India’s total unicorn count now stands at 117 according to Tracxn, which makes the nation the world’s third biggest hub of billion dollar startups behind the US (nearly 1,000) and China (double of India at 243). And more importantly, by all estimates, there’s a lot more where it came from, with one estimate predicting that India will cross 150 pretty soon.

Of course, a lot will depend on policy decisions. A US Fed rate cut this week will help as it will make the cost of lending cheaper (the post-Covid cutting of interest rates one of the reasons for the easy money that came in search of Indian startups in 2021 and 2022), as also flexible regulations and tax structuring.
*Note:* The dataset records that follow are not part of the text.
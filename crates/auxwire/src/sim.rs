//! In-process stand-in for the controller.
//!
//! Answers every request with the matching response and remembers the last
//! duty set for each output. Used by `auxwire simulate`, the examples and
//! integration tests.

use std::io::{Read, Write};

use auxwire_proto::{
    DeviceError, FanCommand, FanStatus, LightCommand, LightStatus, Request, RequestBody, Response,
    ResponseBody, TempReading,
};
use auxwire_session::{Result, Session};
use tracing::{debug, info};

/// Tachometer reading at full fan duty.
pub const FAN_MAX_RPM: i32 = 3000;

#[derive(Debug, Clone)]
pub struct SimulatedDevice {
    fan_duty: u16,
    light_duty: f32,
    degrees_c: i32,
    humidity: i32,
    handled: u64,
}

impl SimulatedDevice {
    pub fn new() -> Self {
        Self::with_climate(23, 45)
    }

    /// Device whose sensor always reports the given reading.
    pub fn with_climate(degrees_c: i32, humidity: i32) -> Self {
        Self {
            fan_duty: 0,
            light_duty: 0.0,
            degrees_c,
            humidity,
            handled: 0,
        }
    }

    /// Apply a request and build the reply.
    pub fn respond(&mut self, request: &Request) -> Response {
        self.handled += 1;
        let body = match request.body {
            RequestBody::Fan(FanCommand::Set { duty }) => {
                self.fan_duty = duty;
                ResponseBody::Fan(self.fan_status())
            }
            RequestBody::Fan(FanCommand::Get) => ResponseBody::Fan(self.fan_status()),
            RequestBody::Temp(_) => ResponseBody::Temp(TempReading {
                degrees_c: self.degrees_c,
                humidity: self.humidity,
            }),
            RequestBody::Light(LightCommand::Set { duty }) if (0.0..=1.0).contains(&duty) => {
                self.light_duty = duty;
                ResponseBody::Light(LightStatus { duty })
            }
            RequestBody::Light(LightCommand::Set { duty }) => ResponseBody::Error(DeviceError {
                message: format!("light duty {duty} outside 0..=1"),
            }),
            RequestBody::Light(LightCommand::Get) => ResponseBody::Light(LightStatus {
                duty: self.light_duty,
            }),
        };
        Response::new(request.correlation_id, body)
    }

    /// Answer requests on `session` until its input ends.
    ///
    /// Returns the number of requests answered on this session.
    pub fn serve<R: Read, W: Write>(&mut self, session: &mut Session<R, W>) -> Result<u64> {
        let mut answered = 0u64;
        while let Some(request) = session.receive::<Request>()? {
            debug!(
                id = request.correlation_id,
                device = request.body.device(),
                "simulated request"
            );
            let response = self.respond(&request);
            session.send(&response)?;
            answered += 1;
        }
        info!(answered, "simulated session ended");
        Ok(answered)
    }

    fn fan_status(&self) -> FanStatus {
        let rpm = i64::from(self.fan_duty) * i64::from(FAN_MAX_RPM) / i64::from(u16::MAX);
        FanStatus {
            duty: self.fan_duty,
            rpm: rpm as i32,
        }
    }

    /// Requests answered since creation, across all sessions.
    pub fn handled(&self) -> u64 {
        self.handled
    }
}

impl Default for SimulatedDevice {
    fn default() -> Self {
        Self::new()
    }
}

#[cfg(test)]
mod tests {
    use std::io::Cursor;

    use auxwire_frame::{encode_to_vec, TERMINATOR};
    use auxwire_proto::{Message, TempCommand};
    use auxwire_session::{CommandBuilder, SessionReceiver};

    use super::*;

    #[test]
    fn fan_state_persists() {
        let mut device = SimulatedDevice::new();
        let mut builder = CommandBuilder::new();

        let set = device.respond(&builder.set_fan_duty(0.5).unwrap());
        assert_eq!(set.correlation_id, 1);
        assert_eq!(
            set.body,
            ResponseBody::Fan(FanStatus {
                duty: 32768,
                rpm: 1500
            })
        );

        let get = device.respond(&builder.query_fan());
        assert_eq!(get.correlation_id, 2);
        assert_eq!(get.body, set.body);
    }

    #[test]
    fn out_of_range_light_duty_is_an_error_reply() {
        let mut device = SimulatedDevice::new();
        let reply = device.respond(&Request::new(
            4,
            RequestBody::Light(LightCommand::Set { duty: 1.5 }),
        ));
        assert!(reply.is_error());
        assert_eq!(reply.correlation_id, 4);
    }

    #[test]
    fn temperature_uses_configured_climate() {
        let mut device = SimulatedDevice::with_climate(-2, 80);
        let reply = device.respond(&Request::new(9, RequestBody::Temp(TempCommand::Get)));
        assert_eq!(
            reply.body,
            ResponseBody::Temp(TempReading {
                degrees_c: -2,
                humidity: 80
            })
        );
    }

    #[test]
    fn serve_answers_until_end_of_input() {
        let mut builder = CommandBuilder::new();
        let mut wire = Vec::new();
        for request in [builder.query_temperature(), builder.query_light()] {
            wire.extend(encode_to_vec(&request.serialize().unwrap()));
            wire.push(TERMINATOR);
        }

        let mut session = Session::new(Cursor::new(wire), Cursor::new(Vec::new()));
        let mut device = SimulatedDevice::new();
        assert_eq!(device.serve(&mut session).unwrap(), 2);
        assert_eq!(device.handled(), 2);

        let (sender, _) = session.split();
        let written = sender.into_inner().into_inner();
        let mut replies = SessionReceiver::new(Cursor::new(written));
        let ids: Vec<i32> = replies
            .receive_all::<Response>()
            .map(|r| r.unwrap().correlation_id)
            .collect();
        assert_eq!(ids, [1, 2]);
    }
}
Many of India’s biggest unicorn success stories, like Flipkart for example, are based abroad, and are in the process of ‘flipping back’ to India domicile — “government reforms aimed at a conducive domestic business environment, flipping reversal may gain momentum,” according to Sinha.

AI could make or break India’s success story, though. Since AI and other deep tech areas require massive funding, not only are the chances of unicorns in this area faster, they could also mop up most of the funds available in the market — the question being, can Indian startups rise to the top of the heap in this area? 

“Large capital investments are being needed by Generative AI startups (most of which are nearshored in the US), and VCs will need to balance their investments in nearshore GenAI vs Unicorns in India, which are most old gen convenience-led business models. (So) if GenAI-based Indian startups appear, they look more likely to attract incremental investments,” said Srinivasa Reddy, assistant professor, Marketing Management area, T.A. Pai Management Institute, Manipal.

Karpe believes the best is yet to come. “Incubators, accelerators, and entrepreneurship cells across the country are nurturing innovation at an unprecedented scale, and we’re seeing this energy not just in Tier 1 cities but in Tier 2 and Tier 3 towns as well. The startup culture has deeply permeated these regions, signalling a shift in mindset and opportunities.”

 “It’s a recalibration...a phase of reflection, where investors are recalibrating their expectations to ensure long-term success rather than short-term hype. The process will lead to a more resilient, innovative, and competitive ecosystem,” he summed it up.